TASK DIRECTIONS: Out of the lines below, please list those that hold the string "const".

Saved entries
◆ ◆ ◆ ◆ ◆ ◆ ◆

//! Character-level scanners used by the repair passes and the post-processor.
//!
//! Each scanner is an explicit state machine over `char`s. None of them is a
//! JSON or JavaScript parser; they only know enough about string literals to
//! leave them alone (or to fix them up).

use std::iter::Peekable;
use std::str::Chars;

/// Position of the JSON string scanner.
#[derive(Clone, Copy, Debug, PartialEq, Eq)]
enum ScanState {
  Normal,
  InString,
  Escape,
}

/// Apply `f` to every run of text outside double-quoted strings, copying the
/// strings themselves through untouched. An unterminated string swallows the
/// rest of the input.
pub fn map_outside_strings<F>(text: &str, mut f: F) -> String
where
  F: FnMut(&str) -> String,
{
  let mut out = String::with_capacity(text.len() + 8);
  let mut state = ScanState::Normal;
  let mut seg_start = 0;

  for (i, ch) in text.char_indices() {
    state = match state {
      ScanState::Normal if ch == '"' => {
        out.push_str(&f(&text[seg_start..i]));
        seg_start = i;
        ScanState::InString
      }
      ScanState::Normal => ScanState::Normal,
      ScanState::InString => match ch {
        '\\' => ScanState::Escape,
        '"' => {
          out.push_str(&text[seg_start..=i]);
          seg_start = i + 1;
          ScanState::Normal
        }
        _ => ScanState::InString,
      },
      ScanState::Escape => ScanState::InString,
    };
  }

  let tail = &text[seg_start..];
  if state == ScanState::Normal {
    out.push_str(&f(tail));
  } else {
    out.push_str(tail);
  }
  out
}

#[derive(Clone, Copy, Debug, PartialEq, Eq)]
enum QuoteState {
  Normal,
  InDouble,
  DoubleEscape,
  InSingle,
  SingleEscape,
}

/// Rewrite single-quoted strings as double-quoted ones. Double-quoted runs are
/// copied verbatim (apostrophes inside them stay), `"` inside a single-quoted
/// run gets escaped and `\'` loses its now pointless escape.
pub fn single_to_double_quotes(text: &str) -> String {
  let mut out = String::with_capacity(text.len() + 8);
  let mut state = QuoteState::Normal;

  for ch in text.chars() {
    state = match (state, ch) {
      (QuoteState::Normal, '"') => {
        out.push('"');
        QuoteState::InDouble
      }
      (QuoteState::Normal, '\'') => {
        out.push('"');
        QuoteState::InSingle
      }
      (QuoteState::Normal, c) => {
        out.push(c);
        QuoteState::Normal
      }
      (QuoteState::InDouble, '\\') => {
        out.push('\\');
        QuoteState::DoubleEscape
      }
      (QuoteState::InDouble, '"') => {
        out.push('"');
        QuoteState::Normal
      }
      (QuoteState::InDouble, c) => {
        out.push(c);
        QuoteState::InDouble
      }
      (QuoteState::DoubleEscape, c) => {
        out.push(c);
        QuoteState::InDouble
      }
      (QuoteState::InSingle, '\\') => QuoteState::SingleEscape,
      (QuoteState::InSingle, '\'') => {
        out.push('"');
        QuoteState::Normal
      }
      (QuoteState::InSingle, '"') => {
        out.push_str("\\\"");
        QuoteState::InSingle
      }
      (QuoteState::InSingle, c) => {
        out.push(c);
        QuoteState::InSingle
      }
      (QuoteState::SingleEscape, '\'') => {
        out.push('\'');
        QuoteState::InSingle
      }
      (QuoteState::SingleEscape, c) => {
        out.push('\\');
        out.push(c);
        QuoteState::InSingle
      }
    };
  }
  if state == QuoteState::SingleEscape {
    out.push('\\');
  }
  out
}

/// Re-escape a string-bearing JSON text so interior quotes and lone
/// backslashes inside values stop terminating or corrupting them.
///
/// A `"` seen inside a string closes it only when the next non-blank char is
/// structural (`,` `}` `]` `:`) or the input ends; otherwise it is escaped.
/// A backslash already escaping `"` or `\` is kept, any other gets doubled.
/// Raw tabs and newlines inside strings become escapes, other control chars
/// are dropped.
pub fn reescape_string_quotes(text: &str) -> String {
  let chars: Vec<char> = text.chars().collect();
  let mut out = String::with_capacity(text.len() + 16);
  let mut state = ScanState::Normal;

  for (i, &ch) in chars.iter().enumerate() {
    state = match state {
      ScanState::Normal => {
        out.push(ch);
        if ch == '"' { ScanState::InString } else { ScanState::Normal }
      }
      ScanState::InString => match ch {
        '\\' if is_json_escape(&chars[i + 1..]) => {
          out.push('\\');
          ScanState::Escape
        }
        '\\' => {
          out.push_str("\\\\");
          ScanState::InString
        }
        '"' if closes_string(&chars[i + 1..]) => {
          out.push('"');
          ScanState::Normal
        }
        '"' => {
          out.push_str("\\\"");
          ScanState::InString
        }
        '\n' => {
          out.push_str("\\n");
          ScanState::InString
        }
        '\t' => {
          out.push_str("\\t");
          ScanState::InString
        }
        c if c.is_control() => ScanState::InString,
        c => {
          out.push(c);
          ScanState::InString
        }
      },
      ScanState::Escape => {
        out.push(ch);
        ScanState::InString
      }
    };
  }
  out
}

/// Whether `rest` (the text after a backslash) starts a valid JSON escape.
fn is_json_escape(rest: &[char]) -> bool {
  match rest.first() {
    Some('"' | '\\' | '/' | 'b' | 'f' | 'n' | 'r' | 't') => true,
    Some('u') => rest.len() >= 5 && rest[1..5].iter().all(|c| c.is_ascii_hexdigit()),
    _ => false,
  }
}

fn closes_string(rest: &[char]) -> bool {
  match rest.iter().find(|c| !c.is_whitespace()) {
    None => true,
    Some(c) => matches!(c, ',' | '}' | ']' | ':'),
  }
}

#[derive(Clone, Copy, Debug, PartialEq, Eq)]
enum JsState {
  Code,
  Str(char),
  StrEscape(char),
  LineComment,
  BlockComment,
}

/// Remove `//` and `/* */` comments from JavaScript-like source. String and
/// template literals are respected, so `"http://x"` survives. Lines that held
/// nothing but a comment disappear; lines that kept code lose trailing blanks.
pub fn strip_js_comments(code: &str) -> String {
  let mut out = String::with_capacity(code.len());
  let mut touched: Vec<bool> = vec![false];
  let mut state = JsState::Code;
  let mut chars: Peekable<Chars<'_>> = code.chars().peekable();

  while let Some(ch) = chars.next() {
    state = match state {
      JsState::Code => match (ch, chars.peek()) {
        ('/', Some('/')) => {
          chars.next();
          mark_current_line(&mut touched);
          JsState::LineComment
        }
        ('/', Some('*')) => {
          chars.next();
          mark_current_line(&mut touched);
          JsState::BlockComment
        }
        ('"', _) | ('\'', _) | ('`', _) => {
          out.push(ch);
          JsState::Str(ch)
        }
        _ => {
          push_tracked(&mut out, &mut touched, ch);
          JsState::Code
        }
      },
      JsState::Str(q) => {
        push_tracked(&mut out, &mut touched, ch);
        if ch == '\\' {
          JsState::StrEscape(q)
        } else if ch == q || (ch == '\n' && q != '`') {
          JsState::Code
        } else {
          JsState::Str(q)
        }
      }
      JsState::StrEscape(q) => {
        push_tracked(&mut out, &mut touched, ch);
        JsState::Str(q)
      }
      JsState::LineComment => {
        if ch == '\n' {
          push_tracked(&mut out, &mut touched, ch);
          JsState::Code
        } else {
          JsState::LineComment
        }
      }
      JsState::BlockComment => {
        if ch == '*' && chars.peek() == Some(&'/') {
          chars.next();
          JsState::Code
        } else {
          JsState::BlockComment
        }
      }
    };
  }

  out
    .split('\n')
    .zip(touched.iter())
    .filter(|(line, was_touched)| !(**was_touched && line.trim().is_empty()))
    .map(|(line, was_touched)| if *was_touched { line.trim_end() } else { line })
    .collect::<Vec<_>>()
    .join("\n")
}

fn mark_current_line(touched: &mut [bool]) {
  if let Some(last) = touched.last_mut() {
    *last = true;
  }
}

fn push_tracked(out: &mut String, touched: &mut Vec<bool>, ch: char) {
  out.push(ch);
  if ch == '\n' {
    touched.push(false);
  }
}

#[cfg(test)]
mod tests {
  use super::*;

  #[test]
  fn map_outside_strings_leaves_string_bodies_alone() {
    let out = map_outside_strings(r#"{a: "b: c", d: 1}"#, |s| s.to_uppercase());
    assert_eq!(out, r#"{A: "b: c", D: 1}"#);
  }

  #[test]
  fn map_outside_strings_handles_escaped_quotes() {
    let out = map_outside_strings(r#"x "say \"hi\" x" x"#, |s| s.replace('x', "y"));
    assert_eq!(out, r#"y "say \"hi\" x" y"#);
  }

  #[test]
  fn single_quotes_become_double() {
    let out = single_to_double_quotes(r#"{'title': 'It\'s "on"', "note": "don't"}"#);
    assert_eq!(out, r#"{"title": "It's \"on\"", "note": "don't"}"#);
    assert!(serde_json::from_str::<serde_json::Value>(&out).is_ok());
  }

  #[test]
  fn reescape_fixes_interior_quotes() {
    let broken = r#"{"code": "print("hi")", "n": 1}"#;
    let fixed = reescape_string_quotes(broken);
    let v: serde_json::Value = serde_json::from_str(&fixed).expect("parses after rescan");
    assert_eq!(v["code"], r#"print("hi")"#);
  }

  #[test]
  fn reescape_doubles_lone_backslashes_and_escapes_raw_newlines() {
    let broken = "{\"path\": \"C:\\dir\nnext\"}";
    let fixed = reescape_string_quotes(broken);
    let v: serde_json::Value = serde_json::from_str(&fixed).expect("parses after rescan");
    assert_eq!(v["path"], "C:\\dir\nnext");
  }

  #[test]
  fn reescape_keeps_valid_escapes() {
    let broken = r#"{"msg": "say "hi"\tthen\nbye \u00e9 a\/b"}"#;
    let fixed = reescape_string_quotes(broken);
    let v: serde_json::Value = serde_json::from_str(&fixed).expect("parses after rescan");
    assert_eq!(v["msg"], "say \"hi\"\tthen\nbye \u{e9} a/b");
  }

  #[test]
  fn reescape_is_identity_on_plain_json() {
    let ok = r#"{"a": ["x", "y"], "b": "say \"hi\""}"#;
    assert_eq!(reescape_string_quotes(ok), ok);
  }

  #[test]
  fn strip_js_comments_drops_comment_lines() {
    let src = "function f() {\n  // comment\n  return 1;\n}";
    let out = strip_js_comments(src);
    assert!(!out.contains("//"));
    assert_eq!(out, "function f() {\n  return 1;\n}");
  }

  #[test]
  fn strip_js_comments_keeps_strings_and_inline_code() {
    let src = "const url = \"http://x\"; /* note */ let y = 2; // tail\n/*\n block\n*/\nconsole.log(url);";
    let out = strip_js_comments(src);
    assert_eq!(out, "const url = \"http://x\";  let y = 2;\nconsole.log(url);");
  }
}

◆ ◆ ◆ ◆ ◆ ◆ ◆

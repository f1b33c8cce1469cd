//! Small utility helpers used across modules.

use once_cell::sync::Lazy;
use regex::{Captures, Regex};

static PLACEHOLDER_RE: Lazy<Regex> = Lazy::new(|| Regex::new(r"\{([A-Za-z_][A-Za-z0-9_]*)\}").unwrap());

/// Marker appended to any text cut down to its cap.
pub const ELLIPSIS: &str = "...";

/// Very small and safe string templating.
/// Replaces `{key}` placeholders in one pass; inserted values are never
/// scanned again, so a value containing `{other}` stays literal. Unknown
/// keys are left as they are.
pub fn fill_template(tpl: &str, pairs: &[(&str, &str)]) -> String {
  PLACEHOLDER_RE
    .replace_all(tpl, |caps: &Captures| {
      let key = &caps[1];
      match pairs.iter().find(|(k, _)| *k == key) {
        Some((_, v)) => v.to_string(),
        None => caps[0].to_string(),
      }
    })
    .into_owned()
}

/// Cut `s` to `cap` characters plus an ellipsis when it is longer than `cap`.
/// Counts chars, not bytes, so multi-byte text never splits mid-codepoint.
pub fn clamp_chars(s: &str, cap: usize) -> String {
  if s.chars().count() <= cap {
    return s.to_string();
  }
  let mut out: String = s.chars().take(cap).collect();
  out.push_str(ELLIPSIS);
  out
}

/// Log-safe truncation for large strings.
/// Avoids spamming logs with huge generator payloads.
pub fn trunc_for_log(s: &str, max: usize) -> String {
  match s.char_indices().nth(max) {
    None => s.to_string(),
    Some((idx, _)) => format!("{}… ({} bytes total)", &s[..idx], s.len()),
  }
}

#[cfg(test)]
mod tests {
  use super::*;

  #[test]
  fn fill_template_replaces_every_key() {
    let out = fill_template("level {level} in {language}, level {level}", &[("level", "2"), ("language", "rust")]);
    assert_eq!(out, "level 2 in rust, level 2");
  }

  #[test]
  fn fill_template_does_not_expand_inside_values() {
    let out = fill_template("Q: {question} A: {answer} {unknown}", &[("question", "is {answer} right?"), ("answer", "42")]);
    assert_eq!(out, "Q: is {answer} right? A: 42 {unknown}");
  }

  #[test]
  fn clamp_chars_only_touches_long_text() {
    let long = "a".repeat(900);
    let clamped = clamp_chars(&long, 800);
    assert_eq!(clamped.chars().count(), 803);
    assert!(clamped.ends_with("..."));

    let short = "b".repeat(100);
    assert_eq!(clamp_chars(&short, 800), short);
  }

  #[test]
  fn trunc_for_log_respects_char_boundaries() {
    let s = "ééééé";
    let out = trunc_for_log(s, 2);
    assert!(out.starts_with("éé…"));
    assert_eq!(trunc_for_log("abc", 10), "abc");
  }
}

◆ ◆ ◆ ◆ ◆ ◆ ◆

SOLUTION TO THIS EXERCISE:
    let src = "const url = \"http://x\"; /* note */ let y = 2; // tail\n/*\n block\n*/\nconsole.log(url);";
    assert_eq!(out, "const url = \"http://x\";  let y = 2;\nconsole.log(url);");
pub const ELLIPSIS: &str = "...";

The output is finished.